Has anyone actually played at higher levels using EoM summoning?  It appears to me that it'll suffer from the same problem D&D did; since you really want the obedient summonables (who wants to have to constantly deal with secondary domination spells or negotiation with something you pull out in the middle of a battle?) you really are going to be using the 1 CR/2 point version, and while that might be useful at the bottom end, its hard for me to picture a Level 12 EoM mage finding a CR 6 monster to justify the time it takes him to pop it out.


----------



## Primitive Screwhead (Jul 17, 2007)

I tend to stick to sub 14th level.. my highest 'normal' EoM is 8th level. I did a couple 20th level write-ups just to see how nastily broken it can get. Lets just say that a 20th level EoM mage can pretty much mess your day up.

But regarding the usefullness of summons..
That may be due to your perception skewed by 3.x summoning duration times. IMO summoning is the ultimate customizable utility spell... 

Wanna fly? climb a wall? check for guards? get an object from under a pool of acid? etc...

For in combat casting... depending on how liberal your GM is... Swarms are considered one critter by RAW and can be summoned. Using the same line of slippery slope thought, if swarms are summonable, why not Skirmishes or MOBs? 

 Tell me you can't think a 20th level mage can't make some combat use for a MOB...

Alternatively.. EoM summons are not always right next to you either.. so you don't really *need* an obediant summons.. having the angry beast show up on the other side of the enemy works just as well.

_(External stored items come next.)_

//! Dense linear algebra on host buffers.
//!
//! The whitening scalers need the eigendecomposition of a small `d×d`
//! covariance matrix (`d` = number of features). That matrix is brought to
//! host memory once per fit, decomposed here with the cyclic Jacobi method,
//! and the resulting whitening matrices are handed back to the backend.
//!
//! All matrices are square, row-major `Vec<f64>` of length `n * n`.

use crate::preprocessing::error::PreprocessingError;

const MAX_SWEEPS: usize = 50;
const TOL: f64 = 1e-14;

/// Eigendecomposition of a symmetric matrix: `A = V · diag(values) · Vᵀ`.
#[derive(Clone, Debug, PartialEq)]
pub struct SymmetricEigen {
    /// Eigenvalues, sorted in descending order.
    pub values: Vec<f64>,
    /// Eigenvectors stored as columns of a row-major `n×n` matrix; column `k`
    /// belongs to `values[k]`.
    pub vectors: Vec<f64>,
    /// Matrix order.
    pub n: usize,
}

impl SymmetricEigen {
    /// Returns eigenvector `k` as an owned vector.
    pub fn vector(&self, k: usize) -> Vec<f64> {
        (0..self.n).map(|r| self.vectors[r * self.n + k]).collect()
    }
}

/// Eigendecomposition of a symmetric `n×n` row-major matrix.
///
/// Only the upper triangle drives the rotations; the input is assumed
/// symmetric. Eigenvalues come back sorted descending with their
/// eigenvectors permuted alongside.
///
/// # Errors
/// [`PreprocessingError::InvalidShape`] if `matrix.len() != n * n` or `n == 0`,
/// [`PreprocessingError::MissingValues`] if the matrix is not finite,
/// [`PreprocessingError::NumericalError`] if the rotations do not converge.
///
/// # Example
/// ```
/// use scaling_rs::linalg::symmetric_eigen;
///
/// let eig = symmetric_eigen(&[2.0, 1.0, 1.0, 2.0], 2).unwrap();
/// assert!((eig.values[0] - 3.0).abs() < 1e-12);
/// assert!((eig.values[1] - 1.0).abs() < 1e-12);
/// ```
pub fn symmetric_eigen(matrix: &[f64], n: usize) -> Result<SymmetricEigen, PreprocessingError> {
    if n == 0 || matrix.len() != n * n {
        return Err(PreprocessingError::InvalidShape {
            expected: format!("non-empty square matrix with {} values", n * n),
            got: format!("{} values", matrix.len()),
        });
    }
    if matrix.iter().any(|v| !v.is_finite()) {
        return Err(PreprocessingError::MissingValues(
            "Cannot decompose a matrix with NaN or infinite entries".to_string(),
        ));
    }

    let mut a = matrix.to_vec();
    let mut v = identity(n);
    jacobi_sweeps(&mut a, &mut v, n)?;

    let values: Vec<f64> = (0..n).map(|i| a[i * n + i]).collect();
    Ok(sort_descending(values, v, n))
}

fn jacobi_sweeps(a: &mut [f64], v: &mut [f64], n: usize) -> Result<(), PreprocessingError> {
    // Off-diagonal tolerance is relative to the matrix norm.
    let norm = frobenius_norm(a);
    if norm == 0.0 {
        return Ok(());
    }
    let tol = TOL * norm;

    for sweep in 0..MAX_SWEEPS {
        let max_off = max_off_diagonal(a, n);
        if max_off <= tol {
            log::trace!("jacobi: converged after {} sweeps", sweep);
            return Ok(());
        }

        // Skip small pivots during the first sweeps.
        let threshold = if sweep < 4 {
            0.2 * max_off / (n * n) as f64
        } else {
            0.0
        };

        for p in 0..n {
            for q in (p + 1)..n {
                let apq = a[p * n + q];
                if apq.abs() < threshold || apq == 0.0 {
                    continue;
                }
                rotate(a, v, n, p, q);
            }
        }
    }

    let max_off = max_off_diagonal(a, n);
    if max_off <= tol {
        return Ok(());
    }
    log::warn!(
        "jacobi: no convergence after {} sweeps, off-diagonal {:e} (norm {:e})",
        MAX_SWEEPS,
        max_off,
        norm
    );
    Err(PreprocessingError::NumericalError(format!(
        "eigendecomposition did not converge after {} sweeps",
        MAX_SWEEPS
    )))
}

fn frobenius_norm(a: &[f64]) -> f64 {
    a.iter().map(|x| x * x).sum::<f64>().sqrt()
}

fn max_off_diagonal(a: &[f64], n: usize) -> f64 {
    let mut max_off = 0.0_f64;
    for p in 0..n {
        for q in (p + 1)..n {
            max_off = max_off.max(a[p * n + q].abs());
        }
    }
    max_off
}

/// Annihilates `a[p][q]` with one Jacobi rotation, accumulated into `v`.
fn rotate(a: &mut [f64], v: &mut [f64], n: usize, p: usize, q: usize) {
    let apq = a[p * n + q];
    let diff = a[q * n + q] - a[p * n + p];

    let t = if diff.abs() < 1e-300 {
        apq.signum()
    } else {
        let theta = diff / (2.0 * apq);
        theta.signum() / (theta.abs() + (1.0 + theta * theta).sqrt())
    };
    let c = 1.0 / (1.0 + t * t).sqrt();
    let s = t * c;
    let tau = s / (1.0 + c);

    a[p * n + p] -= t * apq;
    a[q * n + q] += t * apq;
    a[p * n + q] = 0.0;
    a[q * n + p] = 0.0;

    for r in 0..n {
        if r == p || r == q {
            continue;
        }
        let arp = a[r * n + p];
        let arq = a[r * n + q];
        a[r * n + p] = arp - s * (arq + tau * arp);
        a[p * n + r] = a[r * n + p];
        a[r * n + q] = arq + s * (arp - tau * arq);
        a[q * n + r] = a[r * n + q];
    }

    for r in 0..n {
        let vrp = v[r * n + p];
        let vrq = v[r * n + q];
        v[r * n + p] = vrp - s * (vrq + tau * vrp);
        v[r * n + q] = vrq + s * (vrp - tau * vrq);
    }
}

fn sort_descending(values: Vec<f64>, vectors: Vec<f64>, n: usize) -> SymmetricEigen {
    let mut order: Vec<usize> = (0..n).collect();
    order.sort_by(|&i, &j| values[j].total_cmp(&values[i]));

    let mut sorted_vectors = vec![0.0; n * n];
    for (new_col, &old_col) in order.iter().enumerate() {
        for r in 0..n {
            sorted_vectors[r * n + new_col] = vectors[r * n + old_col];
        }
    }

    SymmetricEigen {
        values: order.iter().map(|&i| values[i]).collect(),
        vectors: sorted_vectors,
        n,
    }
}

/// The `n×n` identity matrix.
pub fn identity(n: usize) -> Vec<f64> {
    let mut m = vec![0.0; n * n];
    for i in 0..n {
        m[i * n + i] = 1.0;
    }
    m
}

/// `M · diag(d)`: scales column `j` of the `n×n` matrix `m` by `d[j]`.
pub fn scale_columns(m: &[f64], d: &[f64], n: usize) -> Vec<f64> {
    let mut out = m.to_vec();
    for row in out.chunks_exact_mut(n) {
        for (x, s) in row.iter_mut().zip(d) {
            *x *= s;
        }
    }
    out
}

/// `A · Bᵀ` for two `n×n` matrices.
pub fn matmul_transpose_b(a: &[f64], b: &[f64], n: usize) -> Vec<f64> {
    let mut out = vec![0.0; n * n];
    for i in 0..n {
        let a_row = &a[i * n..(i + 1) * n];
        for j in 0..n {
            let b_row = &b[j * n..(j + 1) * n];
            out[i * n + j] = a_row.iter().zip(b_row).map(|(x, y)| x * y).sum();
        }
    }
    out
}

/// Transpose of an `n×n` matrix.
pub fn transpose(m: &[f64], n: usize) -> Vec<f64> {
    let mut out = vec![0.0; n * n];
    for i in 0..n {
        for j in 0..n {
            out[j * n + i] = m[i * n + j];
        }
    }
    out
}
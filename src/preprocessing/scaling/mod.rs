//! Scaling transformers for feature normalization.
//!
//! # Available Transformers
//!
//! | Transformer | Description | Use Case |
//! |-------------|-------------|----------|
//! | [`StandardScaler`] | Z-score normalization (mean=0, std=1) | Default choice for most algorithms |
//! | [`MinMaxScaler`] | Scale to [0, 1] or custom range | When bounded output is needed |
//! | [`MaxAbsScaler`] | Scale by max absolute value | Sparse data |
//! | [`MeanNormalization`] | Center on the mean, divide by the range | Zero-centred, range-bounded features |
//! | [`PcaWhitening`] | Rotate onto principal axes, unit variance | Decorrelated inputs |
//! | [`ZcaWhitening`] | PCA whitening rotated back to input axes | Decorrelated inputs that stay close to the originals |
//!
//! # Example
//!
//! ```
//! use scaling_rs::backend::{CpuBackend, Tensor2D};
//! use scaling_rs::preprocessing::{FittedTransformer, MaxAbsScaler, Transformer};
//!
//! let data = Tensor2D::<CpuBackend>::new(vec![-2.0, 1.0, 4.0, -0.5], 2, 2);
//! let fitted = MaxAbsScaler::<CpuBackend>::new().fit(&data).unwrap();
//! assert_eq!(fitted.transform(&data).unwrap().to_vec(), vec![-0.5, 1.0, 1.0, -0.5]);
//! ```

pub mod maxabs;
pub mod mean_normalization;
pub mod minmax;
pub mod pca_whitening;
pub mod standard;
pub mod zca_whitening;

mod whitening;

pub use maxabs::{FittedMaxAbsScaler, MaxAbsScaler, MaxAbsScalerParams};
pub use mean_normalization::{
    FittedMeanNormalization, MeanNormalization, MeanNormalizationParams,
};
pub use minmax::{FittedMinMaxScaler, MinMaxScaler, MinMaxScalerConfig, MinMaxScalerParams};
pub use pca_whitening::{FittedPcaWhitening, PcaWhitening, PcaWhiteningParams};
pub use standard::{
    FittedStandardScaler, StandardScaler, StandardScalerConfig, StandardScalerParams,
};
pub use whitening::{WhiteningConfig, WhiteningParams, DEFAULT_EPSILON};
pub use zca_whitening::{FittedZcaWhitening, ZcaWhitening, ZcaWhiteningParams};

use crate::backend::{Backend, Tensor2D};
use crate::preprocessing::error::PreprocessingError;

/// Rejects empty or non-finite training data; returns its shape.
pub(crate) fn validate_fit_input<B: Backend>(
    data: &Tensor2D<B>,
    scaler: &str,
) -> Result<(usize, usize), PreprocessingError> {
    let (rows, cols) = data.shape();

    if rows == 0 || cols == 0 {
        return Err(PreprocessingError::EmptyData(format!(
            "Cannot fit {} on empty data",
            scaler
        )));
    }

    if !data.is_finite() {
        return Err(PreprocessingError::MissingValues(format!(
            "{} requires finite training data",
            scaler
        )));
    }

    Ok((rows, cols))
}

/// Rejects inputs whose column count differs from the fitted one.
pub(crate) fn check_n_features<B: Backend>(
    data: &Tensor2D<B>,
    n_features: usize,
) -> Result<(), PreprocessingError> {
    let (_, cols) = data.shape();
    if cols != n_features {
        return Err(PreprocessingError::FeatureMismatch {
            expected_features: n_features,
            got_features: cols,
        });
    }
    Ok(())
}

/// Checks that every restored parameter vector has one entry per feature.
pub(crate) fn check_param_lengths(
    scaler: &str,
    n_features: usize,
    vectors: &[(&str, usize)],
) -> Result<(), PreprocessingError> {
    for &(name, len) in vectors {
        if len != n_features {
            return Err(PreprocessingError::InvalidParameter(format!(
                "{} params: `{}` has {} entries, expected {}",
                scaler, name, len, n_features
            )));
        }
    }
    Ok(())
}

/// Rejects restored parameter vectors holding NaN or infinite entries.
pub(crate) fn check_finite_params(
    scaler: &str,
    vectors: &[(&str, &[f64])],
) -> Result<(), PreprocessingError> {
    for &(name, values) in vectors {
        if values.iter().any(|v| !v.is_finite()) {
            return Err(PreprocessingError::InvalidParameter(format!(
                "{} params: `{}` must be finite",
                scaler, name
            )));
        }
    }
    Ok(())
}

/// Rejects restored divisors that are not finite and strictly positive.
pub(crate) fn check_divisors(
    scaler: &str,
    name: &str,
    values: &[f64],
) -> Result<(), PreprocessingError> {
    if values.iter().any(|v| !v.is_finite() || *v <= 0.0) {
        return Err(PreprocessingError::InvalidParameter(format!(
            "{} params: `{}` must be finite and positive",
            scaler, name
        )));
    }
    Ok(())
}

/// Replaces zero divisors (constant features) by 1.
pub(crate) fn nonzero_scale(values: Vec<f64>, scaler: &str) -> Vec<f64> {
    let constant = values.iter().filter(|&&v| v == 0.0).count();
    if constant > 0 {
        log::warn!(
            "{}: {} constant feature(s), leaving them unscaled",
            scaler,
            constant
        );
    }
    values
        .into_iter()
        .map(|v| if v == 0.0 { 1.0 } else { v })
        .collect()
}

And then consider add-on effects. I have one character, currently on sabbatacal, whose primary focus was caling shadow constructs that were boosted with various enhancements. A 'Harrier' {ECS} construct with flaming weapons and an zone of 'Slow' centered on him could be really useful... the possibilities go far beyond the simple critters in the MM series.

YMMV


----------



## sirwmholder (Jul 18, 2007)

Another alternative is get your Diplomacy up and take the Summon Specialist feat.  If you are building a Mage from scratch make diplomacy one of your class skills.  Charisma is already helpful for a Mage so you should not have any trouble summoning something useful at any level.

Hope this helps,
William Holder

PS ~ Yes I did play a rather high level summoner in EoM... very nasty character.  Don't forget to take the infuse spell to let you boost your Diplomacy check up before you cast for that extra push if you feel you need it.


----------



## Thomas5251212 (Jul 18, 2007)

So the takehome message I'm getting from this is that when dealing with a non-specialist, my perception of the combat usage at upper levels is basically right; that you either need to have some additional abilities to get value out of it, or not use them in combat.


----------



## sirwmholder (Jul 18, 2007)

Correct, non-specialist are on par with Core and Specialist can do more at the cost of a feat and some skill point expenditure.

Hope this helps,
William Holder


----------